A Forbes Espanha oficializou nesta semana a criação do ranking '50 Best CIO 2026', uma iniciativa que reconhece os cinquenta profissionais de tecnologia mais influentes do país. O evento de lançamento, realizado na Forbes House com o apoio da KPMG, marcou uma mudança de percepção sobre a liderança tecnológica no ambiente corporativo espanhol, consolidando o Chief Information Officer (CIO) como uma peça fundamental na estratégia de negócios.
Segundo os organizadores, a lista não apenas celebra conquistas individuais, mas reflete uma transformação estrutural nas organizações. O CIO, historicamente confinado a funções de suporte e manutenção de infraestrutura, agora ocupa cadeiras decisórias, influenciando diretamente a resiliência e a capacidade de adaptação das empresas em cenários de alta complexidade.
A evolução da função tecnológica
A ascensão dos CIOs não é um fenômeno isolado, mas uma resposta à necessidade de digitalização acelerada. Fernando Cuñado, sócio responsável de Mercados da KPMG Espanha, destacou durante o evento que a tecnologia deixou de ser apenas um habilitador de processos para se tornar o principal vetor de competitividade das companhias. Essa mudança de paradigma exige que o líder de tecnologia compreenda profundamente o modelo de negócio, antecipe disrupções e consiga traduzir inovações técnicas em resultados financeiros tangíveis.
O contexto atual, marcado pela volatilidade, exige que o CIO atue como um articulador transversal. A transição de um perfil técnico para um perfil de liderança estratégica permite que esses profissionais identifiquem onde a tecnologia pode gerar valor real, seja na otimização da cadeia de suprimentos, na melhoria da experiência do cliente ou na criação de novos modelos de receita que sustentam o crescimento a longo prazo.
O desafio da IA e a escala de valor
Um dos pontos centrais da discussão foi a implementação prática da inteligência artificial. De acordo com o 'Global Tech Report' da KPMG, dois terços das organizações espanholas já conseguem extrair valor de suas iniciativas de IA, porém o maior desafio permanece sendo a escala. O CIO moderno é o profissional encarregado de superar essa barreira, garantindo que a inovação não fique restrita a projetos-piloto, mas que permeie toda a estrutura organizacional.
Para esses líderes, o sucesso reside na capacidade de gerir a complexidade. Identificar as palancas certas em meio a um ecossistema de ferramentas em constante mutação exige um equilíbrio delicado entre a adoção de novas tecnologias e a manutenção da estabilidade operacional. O CIO, portanto, torna-se o guardião da resiliência corporativa, garantindo que a empresa continue produtiva enquanto navega por transições tecnológicas agressivas.
Implicações para o ecossistema corporativo
A valorização do CIO reflete uma tendência observada globalmente: a tecnologia como pilar de governança.

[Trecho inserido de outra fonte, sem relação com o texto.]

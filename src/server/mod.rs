//! 服务器模块
//!
//! - 配置管理 (config.rs)
//! - HTTP服务器设置 (http.rs)
//!
//! 使用示例：
//! ```no_run
//! # async fn run() -> anyhow::Result<()> {
//! use buildinfo_page::server::ServerBootstrap;
//!
//! let server = ServerBootstrap::new()?;
//! server.start().await?;
//! # Ok(())
//! # }
//! ```

pub mod config;
pub mod http;

pub use config::ConfigManager;
pub use http::{HttpServer, ServerManager};

use crate::build_info;
use crate::export::{ExportReport, StaticExporter};
use crate::render::BuildInfoDisplay;
use crate::resolver::BuildInfoResolver;
use crate::util::config::{Config, ValidationReport};
use crate::util::log::ConsoleTarget;
use crate::AppState;
use anyhow::Result;
use std::path::PathBuf;
use tracing::info;
use tracing_appender::non_blocking::WorkerGuard;

/// 服务器引导程序 - 统一的启动入口
pub struct ServerBootstrap {
    config: Config,
    resolver: BuildInfoResolver,
    _log_guard: Option<WorkerGuard>,
}

impl ServerBootstrap {
    /// 加载配置、初始化日志并构造解析器
    pub fn new() -> Result<Self> {
        let (config, validation_report) = ConfigManager::load_and_validate()?;
        let log_guard = ConfigManager::initialize_logging(&config, ConsoleTarget::Stdout)?;
        Self::finish(config, &validation_report, log_guard)
    }

    /// 命令行用法（export / print）：不生成配置模板，控制台日志写入 stderr
    pub fn for_cli() -> Result<Self> {
        let (config, validation_report) = ConfigManager::load_read_only()?;
        let log_guard = ConfigManager::initialize_logging(&config, ConsoleTarget::Stderr)?;
        Self::finish(config, &validation_report, log_guard)
    }

    /// 由已有配置与解析器构造，不初始化日志
    pub fn from_parts(config: Config, resolver: BuildInfoResolver) -> Self {
        Self {
            config,
            resolver,
            _log_guard: None,
        }
    }

    fn finish(
        config: Config,
        validation_report: &ValidationReport,
        log_guard: Option<WorkerGuard>,
    ) -> Result<Self> {
        Self::check_validation(validation_report)?;

        let resolver = BuildInfoResolver::from_build_and_env(config.metadata.clone());
        info!(event = "bootstrap.ready", resolver = ?resolver);

        Ok(Self {
            config,
            resolver,
            _log_guard: log_guard,
        })
    }

    fn check_validation(report: &ValidationReport) -> Result<()> {
        ConfigManager::log_validation_report(report);
        if report.has_errors() {
            return Err(anyhow::anyhow!(
                "配置验证失败: {} 个错误",
                report.error_count()
            ));
        }
        Ok(())
    }

    pub fn config(&self) -> &Config {
        &self.config
    }

    /// 启动HTTP服务
    pub async fn start(self) -> Result<()> {
        info!("=== 构建信息服务启动 ===");
        info!("版本信息: {}", build_info::summary());
        info!("服务端口: {}", self.config.get_port());

        let app_state = AppState::new(self.config.clone(), self.resolver.clone());
        let server = ServerManager::create_server(&self.config, app_state).await?;
        ServerManager::start_server(server).await
    }

    /// 导出静态页面；未指定目录时使用配置中的 export.output_dir
    pub fn export(&self, output_dir: Option<PathBuf>) -> Result<ExportReport> {
        let output_dir =
            output_dir.unwrap_or_else(|| PathBuf::from(&self.config.export.output_dir));
        StaticExporter::export(&self.resolver.resolve(), output_dir)
    }

    /// 纯文本形式的构建信息
    pub fn describe(&self) -> String {
        BuildInfoDisplay::new(&self.resolver.resolve()).to_text()
    }
}

pub async fn start_server() -> Result<()> {
    ServerBootstrap::new()?.start().await
}
//! HTTP服务器设置模块
//! 负责创建和配置HTTP服务器

use crate::api::routes;
use crate::util::config::Config;
use crate::AppState;
use anyhow::{Context, Result};
use axum::Router;
use tokio::net::TcpListener;
use tokio::signal::ctrl_c;
use tracing::info;

/// HTTP服务器管理器
pub struct ServerManager;

impl ServerManager {
    /// 创建HTTP服务器
    pub async fn create_server(config: &Config, app_state: AppState) -> Result<HttpServer> {
        let listener = Self::bind_listener(&config.bind_address()).await?;
        let local_addr = listener.local_addr()?;
        let app_routes = routes(app_state);

        info!(
            target: "server.http",
            event = "http.server.ready",
            address = %local_addr
        );

        Ok(HttpServer {
            listener,
            app_routes,
            local_addr,
        })
    }

    async fn bind_listener(address: &str) -> Result<TcpListener> {
        let listener = TcpListener::bind(address)
            .await
            .with_context(|| format!("监听地址绑定失败: {}", address))?;
        info!(
            target: "server.http",
            event = "http.server.bound",
            address = %address
        );
        Ok(listener)
    }

    /// 启动服务器，阻塞直到收到关闭信号
    pub async fn start_server(server: HttpServer) -> Result<()> {
        info!(
            target: "server.http",
            event = "http.server.start",
            address = %server.local_addr
        );

        axum::serve(server.listener, server.app_routes)
            .with_graceful_shutdown(Self::shutdown_signal())
            .await?;

        info!(target: "server.http", event = "http.server.stopped");
        Ok(())
    }

    async fn shutdown_signal() {
        tokio::select! {
            _ = ctrl_c() => {
                info!(target: "server.http", event = "http.server.signal", signal = "SIGINT");
            }
            _ = Self::wait_for_sigterm() => {
                info!(target: "server.http", event = "http.server.signal", signal = "SIGTERM");
            }
        }
    }

    async fn wait_for_sigterm() -> Result<(), Box<dyn std::error::Error>> {
        #[cfg(unix)]
        {
            use tokio::signal::unix::{signal, SignalKind};
            let mut term_signal = signal(SignalKind::terminate())?;
            term_signal.recv().await;
            Ok(())
        }
        #[cfg(not(unix))]
        {
            std::future::pending::<()>().await;
            Ok(())
        }
    }
}

/// HTTP服务器实例
pub struct HttpServer {
    listener: TcpListener,
    app_routes: Router,
    local_addr: std::net::SocketAddr,
}

impl HttpServer {
    pub fn local_addr(&self) -> std::net::SocketAddr {
        self.local_addr
    }
}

Para reguladores e investidores, a presença de um CIO estratégico é um sinal de maturidade organizacional e capacidade de gestão de riscos, especialmente em temas como cibersegurança e governança de dados. A integração desses líderes no alto escalão reduz o hiato entre a visão executiva e a execução técnica, mitigando falhas de comunicação que historicamente prejudicaram projetos de transformação digital.
Para o mercado brasileiro, o movimento espelha uma realidade local onde empresas de setores tradicionais, como bancos e varejo, também buscam CIOs com perfil de negócio. A capacidade de transitar entre a sala do conselho e as equipes de engenharia é, hoje, a competência mais valorizada para quem deseja liderar a próxima fase do desenvolvimento empresarial.
O futuro da liderança tecnológica
As perguntas que permanecem no horizonte dizem respeito à sustentabilidade desse modelo de liderança. À medida que a tecnologia se torna onipresente, a fronteira entre o papel do CIO e de outros executivos, como o CEO ou o COO, tende a se tornar cada vez mais porosa. O desafio será manter a relevância estratégica enquanto as exigências técnicas se tornam ainda mais complexas e velozes.
O mercado observará atentamente como esses cinquenta líderes selecionados pela Forbes conseguirão sustentar o crescimento de suas empresas nos próximos anos. O sucesso não será medido apenas pela adoção de novas ferramentas, mas pela capacidade de transformar a inovação em uma cultura perene dentro de organizações que, muitas vezes, ainda enfrentam o peso de estruturas legadas.
A tecnologia, agora reconhecida no centro das decisões, deixa de ser um custo para ser o motor principal da resiliência econômica. O reconhecimento destes profissionais é apenas o primeiro passo para formalizar o novo papel que o CIO desempenha na economia moderna.